Yes. Exactly. And it's, I think that is so right. So we all show up, and we all got our Sunday best on, and we all got it together, and so we're all pretending. And to me, that's exactly what generates shame. So I think shame is un-Gospel. But what generates shame is precisely this pretension of perfection or the erasure of a past and say, oh, that. I don't want to talk about that because that's ugly, as opposed to testimony. I have a friend, Chris Thomas, who teaches at a Pentecostal seminary in Cleveland, Tennessee. And he says that poetry, no, testimony is the poetry of Pentecostal experience, which I just love that line. And it is so true, because I think there's something deeply narratival, imaginative, effecting about poetry. It's one of the reasons--or about testimony. It's one of the reasons why I sort of took the risk to include some memoir in this book. Because I think there's something deeply human in how we find and hear and see one another when we share our own stories, like you did already earlier in this hour. So I think that's right, that we're talking about a way of grappling with and wrestling with our past, that doesn't try to lock it away in a basement, that doesn't try to pretend it never happened, that also doesn't just say, "Well, that's what God meant it to be," you know, justifies it all. It's this even more miraculous, unbelievable thing that you can be born again with that past. The me that's born again is the me that had that past. I think that's really liberating, in many ways.

Chris McAlilly 36:26

Yeah, one of the prayers that's at the end of the book that's so powerful, that's worth, I think, raising at this point in the conversation is a post-communion prayer that you heard in DC at a French church, and I'll just read the prayer, because I think it's worth--not the whole thing...

James K.A. Smith 36:47
It's worth saying that the prayer comes out of Kenya.

Chris McAlilly 36:49

It comes out of Kenya. Very nice. So here's the prayer: "Oh, God of our ancestors, God of our people, before whose face the human generations pass away, we thank you, that in you we are kept safe forever, and that the broken fragments of our history are gathered up in the redeeming act of your Son, your dear Son, remembered in His Holy Sacrament of bread and wine. Help us to walk daily in the communion of saints, declaring our faith and the forgiveness of sins and the resurrection of the body. Now send us out in the power of the Holy Spirit to live and work for your praise and glory. Amen." What is it that kind of gathers up all the thoughts of the of the book in that prayer for you, Jamie?

James K.A. Smith 37:38

Yeah, in fact, now that I think back, I heard that prayer in the spring of 2018. And in many ways, I think it was a huge catalyst for even conceiving this book. Because what I love there is this sense that, first of all, before God, who is eternal, all human generations passed away. So there's this just this naming the mortality of who we are as human beings. And that that's not a surprise to God, that God actually responds very compassionately to our mortality and our finitude and our creaturehood. But then this notion that God gathers up the broken fragments of our history. And for me, it was, as soon as I heard it, all I can picture is God is picking up all the broken fragments and is making a mosaic. And the mosaic is beautiful, right, and it's not something we ever could have constructed. It is a redemptive work of grace. But from those broken fragments, which are still brokennesses, you know, like, there's still those...

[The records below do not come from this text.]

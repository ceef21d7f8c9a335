use regex::Regex;
use std::sync::LazyLock;

use super::Matcher;
use crate::domain::models::EpisodeDescriptor;

static PATTERN: LazyLock<Regex> = LazyLock::new(|| {
    Regex::new(r"(?i)^(?P<name>.*?)\.*?(\d{4})?\.*?s *(?P<s>\d+) *e *(?P<e>\d+).*\.(?P<ext>.*?)$")
        .unwrap()
});

/// Explicit "SxxEyy" marker form, tolerant of spacing around the season and
/// episode numbers and of a 4-digit release year between name and marker.
pub struct MarkerMatcher;

impl Matcher for MarkerMatcher {
    fn try_match(&self, file_name: &str) -> Option<EpisodeDescriptor> {
        PATTERN
            .captures(file_name)
            .and_then(|caps| super::descriptor_from(&caps, file_name))
    }
}
use anyhow::{bail, Context, Result};
use serde::Deserialize;
use std::env;
use std::fs;
use std::path::{Path, PathBuf};

use crate::infra::tvdb::TvdbCredentials;

#[derive(Debug, Deserialize)]
pub struct Config {
    /// Directory scanned for loosely-named episode files.
    pub source_dir: PathBuf,
    /// Root the sorted Show/Season folders are created under.
    pub dest_dir: PathBuf,
    pub tvdb: TvdbCredentials,
}

pub fn load(path: Option<&Path>) -> Result<Config> {
    let config_path = path.map(Path::to_path_buf).unwrap_or_else(get_config_path);
    if !config_path.exists() {
        bail!(
            "Config file not found. Create {} with source_dir, dest_dir and a [tvdb] section (api_key, user_key, username).",
            config_path.display()
        );
    }
    let content = fs::read_to_string(&config_path)
        .with_context(|| format!("failed to read {}", config_path.display()))?;
    let mut config: Config = toml::from_str(&content)
        .with_context(|| format!("failed to parse {}", config_path.display()))?;

    // Environment variable wins over the file
    if let Ok(key) = env::var("TVDB_API_KEY") {
        config.tvdb.api_key = key;
    }

    Ok(config)
}

fn get_config_path() -> PathBuf {
    xdir::config()
        .map(|path| path.join("episode-renamer"))
        // If the standard path could not be found (e.g. `$HOME` is not set),
        // default to the current directory.
        .unwrap_or_default()
        .join("config.toml")
}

Eddie Rester 38:48 Have sharp edges.

James K.A. Smith 38:50

We would not have chosen them for ourselves. You could even say they're not the way it was supposed to be. And yet, what God has done is what was meant for evil is now turned to good, because it's now caught up in God's story and what God is doing in Christ. So, yeah, it's precisely why. So the book does spend a good chunk of time focusing on this dynamic of reckoning with our pasts. And I think that's partly because there's something in sort of the American psyche that's often resistant to that. But the whole point of that reckoning with our past is precisely to help us live forward into a future and really governed by eschatological hope. So inhabiting time is actually living eschatologically towards a kingdom we're hoping for that. And it's that sense of being kind of pulled through time by hope that I hope also comes through.

Eddie Rester 39:55

One of the phrases out of that prayer that just jumped out at me was "the communion of saints." Just the power of acknowledgement, even, that within the sweep of redemption and restoration, that it's not just my brokenness that gets dealt with alone, that there's a sense of the people of God--that we're in this together. My story of my family and my wife's family and your family and other people's family, it's not the only story of brokenness, and that when God does the work, which is God's work of redemption, when we bring that brokenness to it... Anyway, it's just powerful to me that the role that the communion of saints plays in all of that.

James K.A. Smith 40:44

Absolutely. And thinking of that in like, you know, the most powerful sort of metaphysical, theological way that we are heirs of those who have gone before, and we are surrounded by a great cloud of witnesses. But then there's also this sense of... Later in the book in the chapter on seasons, I tried to talk about why I think intergenerational friendships are such a powerful and beautiful crystallization of the communion of saints across time, in a way. Because in a sense, when I'm a young person, if I'm befriended and mentored by an older person, it's a little bit like time travel, right? Like, they can kind of report to me from a future that I haven't experienced yet, but they have undergone and gone through maybe what I think I'll never escape, right? Or like, I can't see a light at the end of the tunnel, or I'm like, is it always gonna be like this? Or, you're raising toddlers, and you're like, "Oh, my gosh, is it always going to be like this?" And then you're talking to an empty nester. And first of all, you're looking at their life, and you're very jealous. And you're like, "Oh, man, wow, I wish I could have that." But then they talk to you, and they're like, "Oh, yeah, well, guess, let me just tell you what. When I was... We've been there, let me assure you, there's hope on the other side." I think that kind of tangible expression of the communion of saints is also just really crucial, and something that is harder and harder to find. And I would hope that the church would be a sanctuary, a reservoir for those kinds of friendships.

Chris McAlilly 42:30

Intergenerational friendship, what's great about it is that it's not just... I think it's different, taking it out of the context of worship, what you're hearing in those kinds of friendships are the giving and receiving of story. It's not just a single testimony, but you're getting testimony after testimony. You've got this give and take of conversation. And it goes both ways. It's both that those who are younger receive maybe some hope that what they're going through is not all there is, but there's an energy and a vitality to being around folks who are young, who have not... It's not just idealism. It's something more than that. There's a kind of... I can't remember exactly where you say it in the book. But there's a critical vigor, you know, that you see in young people to meet the challenges of the moment or to face the past or to live into the future that I think sometimes the passage of time can, for older folks, can kind of wear you down. And so I don't know. There's something... I do think it goes both ways. The friendships...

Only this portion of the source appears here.